A long, winding driveway of red earth, edged in clipped globes of teucrium and box, shepherds visitors into the garden. Soaring cypress leave them in no doubt that they is close to the Mediterranean, and spires of Echium pininana, reaching more than 3m, add height to the garden; native to the Canary Islands, this species bears tapers of lavender-blue flowers in summer, after which the plant dies.
Severely clipped evergreens, in many shades of green and in silvers and greys, ensure a restful background and a foil for walls and steps built in weathered local stone.
They also provide essential structure throughout the garden: strong bones that become even more evident in the winter months when much of the garden is laid bare.
The steep slopes of the region are farmed in terraces — restanques — the traditional method of land management practised over many centuries, and are home to vineyards and ancient plantings of olives. Reflecting this heritage, the garden is terraced on several levels to create walkways, allees and axial points, vistas and small, intimate enclosures.
A wide stone terrace feeds out from the house and leads to an arbour of the frothy pink rose ‘Madame Caroline Testout’, underplanted with lavender. Hedges are overlaid with luxuriant planting, a perfect foil for the clouds of roses, wisterias and heavily scented jasmine that adorn the garden throughout spring and summer.
At the very top of the garden an expansive terrace affords stunning views across the Provencal countryside, towards the sea. Wisteria covers a sturdy arbour, providing a scented canopy in April and May.
Throughout the garden decorative paths are set with smooth stones; in the way of garden cultures throughout the world, from the Middle East, China and Japan to France and Italy, these add texture throughout the garden and serve to slow the visitor’s pace to enhance enjoyment of the garden. Brick and stone walls are softened by creeping fig ( Ficus pumila), kept clipped close so that it does not develop mature leaves and thick stems that would intrude into point work and damage the walls. Rosemary ‘Blue Lagoon’ cascades over other walls. Windows in a dense conifer hedge provide enticing glimpses over the garden.

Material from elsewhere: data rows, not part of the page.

//! Application configuration.
//!
//! Loaded from YAML files and `WAYMARK__*` environment variables.

mod storage;
mod subscription;

pub use storage::{StorageConfig, StorageType};
pub use subscription::SubscriptionConfig;

use serde::Deserialize;

use crate::utils::retry::RetryConfig;

/// Default configuration file name.
pub const DEFAULT_CONFIG_FILE: &str = "config.yaml";
/// Environment variable for configuration file path.
pub const CONFIG_ENV_VAR: &str = "WAYMARK_CONFIG";
/// Prefix for configuration environment variables.
pub const CONFIG_ENV_PREFIX: &str = "WAYMARK";
/// Environment variable for logging configuration.
pub const LOG_ENV_VAR: &str = "WAYMARK_LOG";

/// Errors raised while loading or validating configuration.
#[derive(Debug, thiserror::Error)]
pub enum ConfigError {
    #[error("Failed to load configuration: {0}")]
    Load(#[from] ::config::ConfigError),

    #[error("Failed to parse configuration: {0}")]
    Parse(#[from] serde_yaml::Error),

    #[error("Invalid configuration: {0}")]
    Invalid(String),
}

/// Main application configuration.
#[derive(Debug, Clone, Default, Deserialize)]
#[serde(default)]
pub struct Config {
    pub subscription: SubscriptionConfig,
    pub storage: StorageConfig,
    /// Backoff for transient and handler failures.
    pub retry: RetryConfig,
}

impl Config {
    /// Load configuration from file and environment.
    ///
    /// Configuration sources (in order of priority, later overrides earlier):
    /// 1. `config.yaml` in current directory (if exists)
    /// 2. File specified by `path` argument (if provided)
    /// 3. File specified by `CONFIG_ENV_VAR` environment variable (if set)
    /// 4. Environment variables with `CONFIG_ENV_PREFIX` prefix, `__` separated
    pub fn load(path: Option<&str>) -> Result<Self, ConfigError> {
        use ::config::{Config as ConfigLib, Environment, File, FileFormat};

        let mut builder = ConfigLib::builder()
            .add_source(File::new(DEFAULT_CONFIG_FILE, FileFormat::Yaml).required(false));

        if let Some(config_path) = path {
            builder = builder.add_source(File::new(config_path, FileFormat::Yaml).required(true));
        }

        if let Ok(config_path) = std::env::var(CONFIG_ENV_VAR) {
            builder = builder.add_source(File::new(&config_path, FileFormat::Yaml).required(true));
        }

        let config: Config = builder
            .add_source(
                Environment::with_prefix(CONFIG_ENV_PREFIX)
                    .prefix_separator("__")
                    .separator("__")
                    .try_parsing(true),
            )
            .build()?
            .try_deserialize()?;

        config.validate()?;
        Ok(config)
    }

    /// Parse a YAML document without consulting files or the environment.
    pub fn from_yaml_str(yaml: &str) -> Result<Self, ConfigError> {
        let config: Config = serde_yaml::from_str(yaml)?;
        config.validate()?;
        Ok(config)
    }

    /// Reject settings the runner cannot operate with.
    pub fn validate(&self) -> Result<(), ConfigError> {
        let sub = &self.subscription;
        if sub.id.trim().is_empty() {
            return Err(ConfigError::Invalid("subscription.id must not be empty".into()));
        }
        if sub.batch_size == 0 {
            return Err(ConfigError::Invalid("subscription.batch_size must be at least 1".into()));
        }
        if sub.liveness_threshold == 0 {
            return Err(ConfigError::Invalid(
                "subscription.liveness_threshold must be at least 1".into(),
            ));
        }
        if sub.poll_interval_ms > sub.max_poll_interval_ms {
            return Err(ConfigError::Invalid(
                "subscription.poll_interval_ms exceeds max_poll_interval_ms".into(),
            ));
        }
        if sub.report_interval_secs == 0 {
            return Err(ConfigError::Invalid(
                "subscription.report_interval_secs must be at least 1".into(),
            ));
        }
        if self.storage.max_connections == 0 {
            return Err(ConfigError::Invalid("storage.max_connections must be at least 1".into()));
        }

        match self.storage.storage_type {
            StorageType::Sqlite if !cfg!(feature = "sqlite") => Err(ConfigError::Invalid(
                "storage.type sqlite requires the `sqlite` feature".into(),
            )),
            StorageType::Postgres if !cfg!(feature = "postgres") => Err(ConfigError::Invalid(
                "storage.type postgres requires the `postgres` feature".into(),
            )),
            StorageType::Postgres if self.storage.url.is_empty() => {
                Err(ConfigError::Invalid("storage.url must be set for postgres".into()))
            }
            _ => Ok(()),
        }
    }
}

While it becomes very hot in the south of France, summer is the time to see swaths of lavender. This is the region where Lawrence Johnston, who created Hidcote garden in England’s Cotswold region, found a seedling that he cultivated as Lavandula angustifolia ‘Hidcote’. He gave this upright cultivar, with its deep violet flowers, to the world.
The coastal Riviera and hinterland Provence are, as Lawrence Durrell wrote, ‘‘among the enchanted landscapes of the human heart’’. Although the region quickly became cosmopolitan after it was discovered, in the late 19th and early 20th centuries, by American and British politicians, industrialists, actors and writers, it retains its own vernacular in both architecture and garden design. And its charm. LAWRENCE Johnston’s French garden, Serre de la Madonne, located on the coast at Menton, near the French-Italian border, is open to visitors. It became a repository for the botanical treasures Johnston collected from all across the world: more than 30 years of plant hunting.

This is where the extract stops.